Tidying up around the place
Removing a bit of bird site detritus, automating toots, fixing bugs.
I forget exactly how or why I thought this was what I should be doing this morning, but I’ve managed to tidy the place up a bit, so I guess that’s a good thing.
I think it started with tweetback. I got an archive of my tweets and loaded it up. I thought tweetback was a Node application, and it is, but I was delighted to discover that the output is a completely static archive. So tweets.nwalsh.com took only a few minutes to spin up. Nice.
That got me wondering how many links I had in this weblog that point back
to twitter.com
. I like my links to be stable and persistent, but I
have very little confidence in the continued reliability of that site.

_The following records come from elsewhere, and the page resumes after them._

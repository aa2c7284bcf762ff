use std::fmt;
use std::fmt::Formatter;

use crate::model::{FieldValue, Message, ScaledValue, Schema};

impl fmt::Display for FieldValue {
    fn fmt(&self, f: &mut Formatter<'_>) -> fmt::Result {
        match self {
            FieldValue::U8(v) => write!(f, "{v}"),
            FieldValue::I8(v) => write!(f, "{v}"),
            FieldValue::U16(v) => write!(f, "{v}"),
            FieldValue::I16(v) => write!(f, "{v}"),
            FieldValue::U32(v) => write!(f, "{v}"),
            FieldValue::I32(v) => write!(f, "{v}"),
            FieldValue::U64(v) => write!(f, "{v}"),
            FieldValue::I64(v) => write!(f, "{v}"),
            FieldValue::F32(v) => write!(f, "{v}"),
            FieldValue::F64(v) | FieldValue::Scaled(v) => write!(f, "{v}"),
            FieldValue::Str(s) => write!(f, "\"{s}\""),
        }
    }
}

impl fmt::Display for Message {
    fn fmt(&self, f: &mut Formatter<'_>) -> fmt::Result {
        let fields = self
            .fields
            .iter()
            .map(|field| format!("{}: {}", field.name, field.value))
            .collect::<Vec<_>>()
            .join(", ");

        write!(f, "{} #{} {{{fields}}}", self.name, self.sequence_number)
    }
}

impl fmt::Display for Schema {
    fn fmt(&self, f: &mut Formatter<'_>) -> fmt::Result {
        write!(
            f,
            "{}({}, {}) {} [{}]",
            self.name, self.type_id, self.record_length, self.format, self.columns
        )
    }
}

impl fmt::Display for ScaledValue {
    fn fmt(&self, f: &mut Formatter<'_>) -> fmt::Result {
        if self.unit.is_empty() {
            write!(f, "{}", self.value)
        } else {
            write!(f, "{} {}", self.value, self.unit)
        }
    }
}
use std::collections::HashSet;
use std::io::{Read, Seek};

use crate::datastream::DataStream;
use crate::decode::decode_body;
use crate::errors::DataFlashError;
use crate::model::{Message, HEADER_SIZE};
use crate::registry::{discover_schemas, SchemaRegistry};

/// A rewindable cursor over the records of a DataFlash log.
///
/// Construction runs a first pass over the whole source to discover every FMT and FMTU
/// record, then rewinds. Messages are then read in stream order with `read_next` or by
/// iterating the parser.
pub struct DataFlashParser<R: Read + Seek> {
    state: State,
    datastream: DataStream<R>,
    schemas: SchemaRegistry,
    message_filter: MessageFilter,
    sequence_number: u64,
}

/// Which type ids `read_next` decodes. Names are resolved to type ids once, against the
/// complete schema registry.
#[derive(Debug, Default)]
pub(crate) struct MessageFilter {
    allowed_ids: Option<HashSet<u8>>,
}

impl MessageFilter {
    /// Resolves `names` against `schemas`, taking the lowest type id for a duplicated name.
    ///
    /// Fails only when none of the names is registered.
    fn resolve(names: Vec<String>, schemas: &SchemaRegistry) -> Result<Self, DataFlashError> {
        let mut allowed_ids = HashSet::new();
        let mut unmatched = Vec::new();

        for name in &names {
            match schemas.by_name(name) {
                Some(schema) => {
                    log::debug!("filter: {name} -> type {}", schema.type_id);
                    allowed_ids.insert(schema.type_id);
                }
                None => unmatched.push(name.clone()),
            }
        }

        if allowed_ids.is_empty() {
            return Err(DataFlashError::InvalidFilter(names));
        }

        if !unmatched.is_empty() {
            log::warn!("Ignoring unknown message names in filter: {}", unmatched.join(", "));
        }

        Ok(MessageFilter {
            allowed_ids: Some(allowed_ids),
        })
    }

    fn is_allowed(&self, type_id: u8) -> bool {
        match &self.allowed_ids {
            None => true,
            Some(set) => set.contains(&type_id),
        }
    }
}

/// The ordering key used by `DataFlashParser::get_slice`.
#[derive(Debug, Clone, Copy, PartialEq, Eq)]
pub enum SliceKey {
    Sequence,
    TimeMicros,
}

impl SliceKey {
    fn of(self, message: &Message) -> i64 {
        match self {
            SliceKey::Sequence => i64::try_from(message.sequence_number).unwrap_or(i64::MAX),
            SliceKey::TimeMicros => message.time_micros,
        }
    }
}

#[derive(Debug, PartialEq, Eq, Copy, Clone)]
enum State {
    Ready,
    Reading,
    Exhausted,
}

impl<R: Read + Seek> Iterator for DataFlashParser<R> {
    type Item = Result<Message, DataFlashError>;

    fn next(&mut self) -> Option<Self::Item> {
        match self.read_next() {
            Ok(Some(message)) => Some(Ok(message)),
            Ok(None) => None, // End of stream.
            Err(e) => Some(Err(e)),
        }
    }
}

impl<R: Read + Seek> DataFlashParser<R> {
    /// Discovers the log's schemas and positions the cursor at the first record.
    ///
    /// Fails if the source cannot be read or an FMT record is cut short. A log that simply
    /// ends, even mid-record, yields whatever schemas were found before that point.
    pub fn new(reader: R) -> Result<DataFlashParser<R>, DataFlashError> {
        let mut datastream = DataStream::new(reader);

        let schemas = discover_schemas(&mut datastream)?;
        log::debug!(
            "Discovered {} message types in {} bytes.",
            schemas.len(),
            datastream.position()
        );
        datastream.rewind()?;

        Ok(DataFlashParser {
            state: State::Ready,
            datastream,
            schemas,
            message_filter: MessageFilter::default(),
            sequence_number: 0,
        })
    }

    pub fn schemas(&self) -> &SchemaRegistry {
        &self.schemas
    }

    /// Byte offset of the next read from the start of the source.
    pub fn position(&self) -> u64 {
        self.datastream.position()
    }

    /// Reads the next record that passes the current filter.
    ///
    /// Returns `Ok(None)` once the source is exhausted. Corrupt bytes between records and
    /// records of unknown type are skipped by resynchronizing on the next header. A body
    /// shorter than its schema declares is an error.
    pub fn read_next(&mut self) -> Result<Option<Message>, DataFlashError> {
        if self.state == State::Exhausted {
            return Ok(None);
        }
        self.state = State::Reading;

        loop {
            let type_id = match self.datastream.read_header() {
                Ok(type_id) => type_id,
                Err(DataFlashError::TruncatedStream { .. }) => return Ok(self.exhaust()),
                Err(DataFlashError::InvalidHeader { offset, found }) => {
                    log::debug!("Invalid header {found:02X?} at {offset:#X}.");
                    if !self.resynchronize()? {
                        return Ok(self.exhaust());
                    }
                    continue;
                }
                Err(err) => return Err(err),
            };

            let Some(schema) = self.schemas.get_shared(type_id).cloned() else {
                log::debug!(
                    "Unknown type {type_id} at {:#X}.",
                    self.datastream.position() - HEADER_SIZE as u64
                );
                if !self.resynchronize()? {
                    return Ok(self.exhaust());
                }
                continue;
            };

            self.sequence_number += 1;
            let body_len = schema.body_len();

            if !self.message_filter.is_allowed(type_id) {
                if self.datastream.skip(body_len)? < body_len {
                    log::warn!(
                        "{} record #{} runs past the end of the log.",
                        schema.name,
                        self.sequence_number
                    );
                    return Ok(self.exhaust());
                }
                continue;
            }

            let body = self.datastream.read_body(body_len)?;
            let fields = decode_body(&body, &schema)?;

            return Ok(Some(Message::new(schema, fields, self.sequence_number)));
        }
    }

    /// Restricts `read_next` to the named message types and rewinds.
    ///
    /// Unknown names are ignored as long as at least one name is known. Fails with
    /// `InvalidFilter` otherwise, leaving the previous filter and position untouched.
    pub fn set_filter<I, S>(&mut self, names: I) -> Result<(), DataFlashError>
    where
        I: IntoIterator<Item = S>,
        S: Into<String>,
    {
        let names: Vec<String> = names.into_iter().map(Into::into).collect();
        self.message_filter = MessageFilter::resolve(names, &self.schemas)?;
        self.rewind()
    }

    /// Removes the filter. The read position is kept.
    pub fn clear_filter(&mut self) {
        self.message_filter = MessageFilter::default();
    }

    /// Returns to the first record and restarts sequence numbering.
    pub fn rewind(&mut self) -> Result<(), DataFlashError> {
        log::debug!("Rewinding from {:#X}.", self.datastream.position());
        self.datastream.rewind()?;
        self.sequence_number = 0;
        self.state = State::Ready;
        Ok(())
    }

    /// Collects the messages whose `key` lies in `start..end`, scanning from the first record.
    ///
    /// The current filter applies. Scanning stops at the first message whose key reaches
    /// `end`, and the cursor is left just after it. A final record cut short by the end of
    /// the log ends the slice like the end of the log itself.
    pub fn get_slice(
        &mut self,
        start: i64,
        end: i64,
        key: SliceKey,
    ) -> Result<Vec<Message>, DataFlashError> {
        self.rewind()?;

        let mut slice = Vec::new();
        loop {
            let message = match self.read_next() {
                Ok(Some(message)) => message,
                Ok(None) => break,
                Err(DataFlashError::TruncatedStream { offset, .. }) => {
                    log::warn!("Slice ends at a truncated record at {offset:#X}.");
                    self.exhaust();
                    break;
                }
                Err(err) => return Err(err),
            };

            let value = key.of(&message);
            if value >= end {
                break;
            }
            if value >= start {
                slice.push(message);
            }
        }

        Ok(slice)
    }

    /// Hands back the underlying source.
    pub fn close(self) -> R {
        self.datastream.into_inner()
    }

    fn resynchronize(&mut self) -> Result<bool, DataFlashError> {
        match self.datastream.resynchronize() {
            Ok(()) => Ok(true),
            Err(DataFlashError::TruncatedStream { .. }) => Ok(false),
            Err(err) => Err(err),
        }
    }

    fn exhaust(&mut self) -> Option<Message> {
        self.state = State::Exhausted;
        None
    }
}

Turns out there were about a dozen, so I edited things to make them
point to my archive. (Well, my tweets, anyway, there’s nothing I can
do about links to other people’s tweets, unless they setup an archive
as well.)
In the course of doing that, I fixed a bug in the “topic editor” that’s been bugging me for ages. (Nothing you can see, but sometimes you just have to scratch what itches.) And I noticed that updated pages didn’t include a “last modified” date. So I fixed that as well.

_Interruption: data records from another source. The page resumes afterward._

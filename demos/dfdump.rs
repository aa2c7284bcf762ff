use std::env;
use std::error::Error;
use std::io::Write;

use env_logger::Builder;
use log::LevelFilter;
use serde_json::json;

use dataflash::DataFlashParser;

/// Usage: dfdump <log.bin> [MESSAGE...]
///
/// Prints the log's schemas, then one JSON object per message with scaled values.
fn main() -> Result<(), Box<dyn Error>> {
    Builder::new()
        .filter(None, LevelFilter::Info)
        .parse_default_env()
        .format(|buf, record| writeln!(buf, "{}: {}", record.level(), record.args()))
        .init();

    let mut args = env::args().skip(1);
    let Some(path) = args.next() else {
        eprintln!("Usage: dfdump <log.bin> [MESSAGE...]");
        std::process::exit(2);
    };
    let names: Vec<String> = args.collect();

    let mut parser = dataflash::open(&path)?;

    for schema in parser.schemas().iter() {
        eprintln!("{schema}");
    }

    if !names.is_empty() {
        parser.set_filter(&names)?;
    }

    let count = dump(&mut parser)?;
    log::info!("{count} messages read from {path}");

    Ok(())
}

fn dump<R: std::io::Read + std::io::Seek>(
    parser: &mut DataFlashParser<R>,
) -> Result<usize, Box<dyn Error>> {
    let stdout = std::io::stdout();
    let mut out = stdout.lock();
    let mut count = 0;

    for message in parser {
        let message = message?;
        let line = json!({
            "name": message.name,
            "seq": message.sequence_number,
            "time_us": message.time_micros,
            "values": message.get_scaled_all(),
        });
        writeln!(out, "{line}")?;
        count += 1;
    }

    Ok(count)
}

Now I had the hood off, I thought I should see about automating toots. I’ve been using a third party service, which is fine, except that the service changes occasionally without warning and in ways I can’t control. And when I include an image in a toot, it loses the alt text. The Mastodon community is pretty assertive about providing accessibility and I like that.

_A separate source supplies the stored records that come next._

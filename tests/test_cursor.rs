mod common;

use std::io::Cursor;

use common::{att_body, flight_log, gps_body, preamble, ATT_TYPE, GPS_TYPE};
use dataflash::builder::DataFlashParserBuilder;
use dataflash::{DataFlashError, DataFlashParser, FieldValue, Message, SliceKey};

type Parser = DataFlashParser<Cursor<Vec<u8>>>;

fn parser() -> Result<Parser, DataFlashError> {
    DataFlashParser::new(Cursor::new(flight_log()))
}

fn read_all(parser: &mut Parser) -> Result<Vec<Message>, DataFlashError> {
    let mut messages = Vec::new();
    while let Some(message) = parser.read_next()? {
        messages.push(message);
    }
    Ok(messages)
}

fn names(messages: &[Message]) -> Vec<&str> {
    messages.iter().map(|m| m.name.as_str()).collect()
}

fn sequence_numbers(messages: &[Message]) -> Vec<u64> {
    messages.iter().map(|m| m.sequence_number).collect()
}

#[test]
fn test_schema_discovery() -> Result<(), DataFlashError> {
    let parser = parser()?;
    let schemas = parser.schemas();

    assert_eq!(schemas.len(), 4);
    assert_eq!(
        schemas.iter().map(|s| s.name.as_str()).collect::<Vec<_>>(),
        ["FMT", "FMTU", "GPS", "ATT"]
    );

    let gps = schemas.by_name("GPS").unwrap();
    assert_eq!(gps.type_id, GPS_TYPE);
    assert_eq!(gps.record_length, 20);
    assert_eq!(gps.units.as_deref(), Some("s-mD"));
    assert_eq!(gps.mults.as_deref(), Some("F-BG"));

    let att = schemas.get(ATT_TYPE).unwrap();
    assert_eq!(att.format, "Qcc");
    assert!(att.units.is_none());

    // Discovery leaves the cursor at the start.
    assert_eq!(parser.position(), 0);
    Ok(())
}

#[test]
fn test_reads_every_record_in_order() -> Result<(), DataFlashError> {
    let mut parser = parser()?;
    let messages = read_all(&mut parser)?;

    assert_eq!(
        names(&messages),
        ["FMT", "FMT", "FMT", "FMT", "FMTU", "GPS", "ATT", "GPS", "ATT", "GPS"]
    );
    assert_eq!(sequence_numbers(&messages), (1..=10).collect::<Vec<_>>());

    let gps = &messages[5];
    assert_eq!(gps.time_micros, 1_000_000);
    assert_eq!(gps.field("Status"), Some(&FieldValue::U8(3)));
    assert_eq!(gps.field("Alt"), Some(&FieldValue::I32(1234)));
    assert!(matches!(gps.field("Lat"), Some(FieldValue::Scaled(lat)) if (lat - 37.748_736).abs() < 1e-9));

    let att = &messages[6];
    assert_eq!(att.time_micros, 1_100_000);
    assert_eq!(att.field("Roll"), Some(&FieldValue::Scaled(-10.0)));
    assert_eq!(att.field("Pitch"), Some(&FieldValue::Scaled(2.5)));

    // The FMT records describe themselves.
    let fmt = &messages[2];
    assert_eq!(fmt.field("Name"), Some(&FieldValue::Str("GPS".into())));
    assert_eq!(fmt.field("Columns"), Some(&FieldValue::Str("TimeUS,Status,Alt,Lat".into())));
    assert_eq!(fmt.time_micros, 0);

    // Exhausted until rewound.
    assert!(parser.read_next()?.is_none());
    assert!(parser.read_next()?.is_none());
    Ok(())
}

#[test]
fn test_iterator() -> Result<(), DataFlashError> {
    let parser = parser()?;

    let gps_times = parser
        .filter_map(Result::ok)
        .filter(|m| m.name == "GPS")
        .map(|m| m.time_micros)
        .collect::<Vec<_>>();

    assert_eq!(gps_times, [1_000_000, 2_000_000, 3_000_000]);
    Ok(())
}

#[test]
fn test_rewind_restarts_sequence() -> Result<(), DataFlashError> {
    let mut parser = parser()?;
    let first = read_all(&mut parser)?;

    parser.rewind()?;
    assert_eq!(parser.position(), 0);
    let second = read_all(&mut parser)?;

    assert_eq!(first, second);
    Ok(())
}

#[test]
fn test_filter_keeps_unfiltered_sequence_numbers() -> Result<(), DataFlashError> {
    let mut parser = parser()?;
    parser.set_filter(["GPS"])?;

    let messages = read_all(&mut parser)?;
    assert_eq!(names(&messages), ["GPS", "GPS", "GPS"]);
    assert_eq!(sequence_numbers(&messages), [6, 8, 10]);
    Ok(())
}

#[test]
fn test_set_filter_rewinds() -> Result<(), DataFlashError> {
    let mut parser = parser()?;
    read_all(&mut parser)?;

    parser.set_filter(vec!["ATT".to_string()])?;
    let messages = read_all(&mut parser)?;
    assert_eq!(sequence_numbers(&messages), [7, 9]);

    // Setting the same filter again starts over again.
    parser.set_filter(["ATT"])?;
    assert_eq!(parser.read_next()?.map(|m| m.sequence_number), Some(7));
    Ok(())
}

#[test]
fn test_filter_with_some_unknown_names() -> Result<(), DataFlashError> {
    let mut parser = parser()?;
    parser.set_filter(["ATT", "XKF1", "BARO"])?;

    assert_eq!(names(&read_all(&mut parser)?), ["ATT", "ATT"]);
    Ok(())
}

#[test]
fn test_filter_with_only_unknown_names() -> Result<(), DataFlashError> {
    let mut parser = parser()?;
    parser.set_filter(["GPS"])?;
    parser.read_next()?;

    let result = parser.set_filter(["XKF1", "BARO"]);
    assert!(matches!(
        result,
        Err(DataFlashError::InvalidFilter(ref names)) if names == &["XKF1", "BARO"]
    ));

    // The previous filter and position survive a rejected filter.
    assert_eq!(parser.read_next()?.map(|m| m.sequence_number), Some(8));
    Ok(())
}

#[test]
fn test_clear_filter_keeps_position() -> Result<(), DataFlashError> {
    let mut parser = parser()?;
    parser.set_filter(["GPS"])?;

    assert_eq!(parser.read_next()?.map(|m| m.sequence_number), Some(6));
    assert_eq!(parser.read_next()?.map(|m| m.sequence_number), Some(8));

    parser.clear_filter();

    let next = parser.read_next()?.unwrap();
    assert_eq!(next.name, "ATT");
    assert_eq!(next.sequence_number, 9);
    Ok(())
}

#[test]
fn test_slice_by_sequence() -> Result<(), DataFlashError> {
    let mut parser = parser()?;

    let slice = parser.get_slice(6, 9, SliceKey::Sequence)?;
    assert_eq!(names(&slice), ["GPS", "ATT", "GPS"]);
    assert_eq!(sequence_numbers(&slice), [6, 7, 8]);

    // The scan stops at the first message reaching the end of the range.
    assert_eq!(parser.read_next()?.map(|m| m.sequence_number), Some(10));
    Ok(())
}

#[test]
fn test_slice_by_time() -> Result<(), DataFlashError> {
    let mut parser = parser()?;

    let slice = parser.get_slice(1_000_000, 2_100_000, SliceKey::TimeMicros)?;
    assert_eq!(names(&slice), ["GPS", "ATT", "GPS"]);

    let all_gps = {
        parser.set_filter(["GPS"])?;
        parser.get_slice(0, i64::MAX, SliceKey::TimeMicros)?
    };
    assert_eq!(all_gps.len(), 3);

    let empty = parser.get_slice(5_000_000, 6_000_000, SliceKey::TimeMicros)?;
    assert!(empty.is_empty());
    Ok(())
}

#[test]
fn test_slice_past_end_of_stream() -> Result<(), DataFlashError> {
    let mut parser = parser()?;

    let slice = parser.get_slice(9, 100, SliceKey::Sequence)?;
    assert_eq!(sequence_numbers(&slice), [9, 10]);
    Ok(())
}

#[test]
fn test_signed_time_is_kept() -> Result<(), DataFlashError> {
    let log = common::LogBuilder::new()
        .fmt(140, "EV", "qB", "TimeUS,Id")
        .record(140, &common::Body::new().i64(-5).u8(1).build())
        .record(140, &common::Body::new().i64(20).u8(2).build())
        .build();

    let mut parser = DataFlashParser::new(Cursor::new(log))?;

    let slice = parser.get_slice(-10, 0, SliceKey::TimeMicros)?;
    assert_eq!(slice.len(), 1);
    assert_eq!(slice[0].time_micros, -5);
    assert_eq!(slice[0].field("Id"), Some(&FieldValue::U8(1)));
    Ok(())
}

#[test]
fn test_builder_applies_filter() -> Result<(), DataFlashError> {
    let mut parser = DataFlashParserBuilder::new(Cursor::new(flight_log()))
        .message_filter(["ATT"])
        .build()?;

    assert_eq!(names(&read_all(&mut parser)?), ["ATT", "ATT"]);

    let rejected = DataFlashParserBuilder::new(Cursor::new(flight_log()))
        .message_filter(["NOPE"])
        .build();
    assert!(matches!(rejected, Err(DataFlashError::InvalidFilter(_))));
    Ok(())
}

#[test]
fn test_close_returns_source() -> Result<(), DataFlashError> {
    let log = flight_log();
    let len = log.len();

    let mut parser = DataFlashParser::new(Cursor::new(log))?;
    parser.read_next()?;

    let source = parser.close();
    assert_eq!(source.into_inner().len(), len);
    Ok(())
}

#[test]
fn test_empty_source() -> Result<(), DataFlashError> {
    let mut parser = DataFlashParser::new(Cursor::new(Vec::new()))?;

    assert!(parser.schemas().is_empty());
    assert!(parser.read_next()?.is_none());
    Ok(())
}

#[test]
fn test_data_before_definitions_is_decoded() -> Result<(), DataFlashError> {
    // A GPS record logged before the FMT that declares it.
    let log = common::LogBuilder::new()
        .record(GPS_TYPE, &gps_body(10, 1, 2, 3))
        .fmt(GPS_TYPE, "GPS", "QBiL", "TimeUS,Status,Alt,Lat")
        .record(ATT_TYPE, &att_body(20, 0, 0))
        .build();

    let mut parser = DataFlashParser::new(Cursor::new(log))?;
    let first = parser.read_next()?.unwrap();
    assert_eq!(first.name, "GPS");
    assert_eq!(first.time_micros, 10);
    assert_eq!(first.sequence_number, 1);

    // FMT is not self-described here, and ATT is never declared: both are skipped.
    assert!(parser.read_next()?.is_none());
    Ok(())
}

#[test]
fn test_overlay_before_definition() -> Result<(), DataFlashError> {
    let log = common::LogBuilder::new()
        .fmtu_definition()
        .fmtu(1, ATT_TYPE, "sdd", "FBB")
        .fmt(ATT_TYPE, "ATT", "Qcc", "TimeUS,Roll,Pitch")
        .build();

    let parser = DataFlashParser::new(Cursor::new(log))?;
    let att = parser.schemas().by_name("ATT").unwrap();
    assert_eq!(att.units.as_deref(), Some("sdd"));
    assert_eq!(att.mults.as_deref(), Some("FBB"));
    Ok(())
}

#[test]
fn test_duplicate_names_resolve_to_lowest_type_id() -> Result<(), DataFlashError> {
    let log = preamble()
        .fmt(140, "GPS", "Q", "TimeUS")
        .record(140, &common::Body::new().u64(5).build())
        .record(GPS_TYPE, &gps_body(6, 1, 2, 3))
        .build();

    let mut parser = DataFlashParser::new(Cursor::new(log))?;
    parser.set_filter(["GPS"])?;

    let messages = read_all(&mut parser)?;
    assert_eq!(messages.len(), 1);
    assert_eq!(messages[0].type_id, GPS_TYPE);
    Ok(())
}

Right then. Looking for a lazy solution in between kneading and shaping some sourdough, I figured I’d work out how to automate a command line tool. I’ve played with toot a bit and it seems to work. I proposed fixes for a couple of bugs in it last week.
Next, I tinkered with the code that inserts new weblog posts so that it would generate a little summary I could use for tooting. Like this, for example:
{
"toot": "/2023/01/07-housekeeping",
"micro": false,
"title": "Tidying up around the place",
"text": "Removing a bit of bird site detritus, automating toots, fixing bugs.",
"images": [],
"alts": []
}
Good. That was complicated a bit by the fact that for “micro” posts (the ones you see at the top of the home page that often include photographs), I had to extract the image links so that I could pass them to toot as media files. But, you know, SaxonJS on Node.js is da bomb.The author may be biased, ed. With all that sorted, I had only two dots left to connect.
I thought about extending toot, or writing a program that uses toot as an API, but I decided that was more work than I needed to do. I settled for a little script that watches the directory where the summaries are saved. If it sees a new file, and if the URI identified is publicly accessible (it won’t be until I hit the “publish” button), then it constructs a toot command line to publish a link to that post. If toot succeeds, it deletes the file.
Again, a little complicated because what I have in the summary is a URI for the image page on photos.nwalsh.com and what I need is the actual image file. This far down the rabbit hole, you just gotta keep digging.
These last two bits of string are tied together by a cron job that runs every five minutes. A little loose coupling here seems like a good idea.
It occurs to me now that I could (should?) update the posting tool so that it includes post topics as hashtags. Not today, though. I gotta go bake some bread!